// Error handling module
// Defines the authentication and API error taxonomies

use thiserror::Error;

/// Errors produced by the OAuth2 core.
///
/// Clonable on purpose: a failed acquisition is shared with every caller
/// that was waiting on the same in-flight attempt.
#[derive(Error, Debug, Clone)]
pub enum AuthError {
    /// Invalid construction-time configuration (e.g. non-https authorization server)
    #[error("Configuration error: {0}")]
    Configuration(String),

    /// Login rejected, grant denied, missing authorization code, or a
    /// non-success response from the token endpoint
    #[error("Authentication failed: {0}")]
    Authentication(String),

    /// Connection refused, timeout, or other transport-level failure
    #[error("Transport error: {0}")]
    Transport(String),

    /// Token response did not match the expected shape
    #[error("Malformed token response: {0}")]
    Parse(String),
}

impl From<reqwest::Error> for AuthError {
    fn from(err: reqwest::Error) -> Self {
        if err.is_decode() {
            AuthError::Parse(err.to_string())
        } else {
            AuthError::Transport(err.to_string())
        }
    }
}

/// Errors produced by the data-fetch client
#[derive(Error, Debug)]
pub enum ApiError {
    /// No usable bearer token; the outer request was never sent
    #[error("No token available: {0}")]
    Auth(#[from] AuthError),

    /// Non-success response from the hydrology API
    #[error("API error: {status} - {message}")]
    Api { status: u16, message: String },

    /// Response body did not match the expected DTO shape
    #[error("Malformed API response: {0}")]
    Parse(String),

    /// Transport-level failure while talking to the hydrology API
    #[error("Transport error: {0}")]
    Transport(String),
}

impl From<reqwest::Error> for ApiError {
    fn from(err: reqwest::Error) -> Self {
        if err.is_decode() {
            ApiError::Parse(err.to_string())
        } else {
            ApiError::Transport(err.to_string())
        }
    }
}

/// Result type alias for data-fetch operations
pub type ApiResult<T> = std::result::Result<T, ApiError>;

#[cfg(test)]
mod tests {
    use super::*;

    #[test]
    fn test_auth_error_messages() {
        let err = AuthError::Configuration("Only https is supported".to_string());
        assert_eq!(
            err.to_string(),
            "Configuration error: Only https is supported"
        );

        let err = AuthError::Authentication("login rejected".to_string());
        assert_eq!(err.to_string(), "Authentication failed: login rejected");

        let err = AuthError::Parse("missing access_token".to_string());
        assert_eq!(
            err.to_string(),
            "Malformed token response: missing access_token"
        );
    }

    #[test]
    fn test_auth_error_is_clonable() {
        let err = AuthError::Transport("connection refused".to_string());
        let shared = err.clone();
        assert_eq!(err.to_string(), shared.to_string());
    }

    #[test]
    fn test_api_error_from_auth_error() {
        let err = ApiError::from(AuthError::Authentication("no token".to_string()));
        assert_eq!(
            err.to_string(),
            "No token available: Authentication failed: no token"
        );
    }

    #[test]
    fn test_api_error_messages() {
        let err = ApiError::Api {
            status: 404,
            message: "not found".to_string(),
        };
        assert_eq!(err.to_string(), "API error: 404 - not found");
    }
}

# # #

- _Your objective_
Only the count is wanted. Find the lines of the records that include the word "produced" and state how many.

- _Exercise result_
2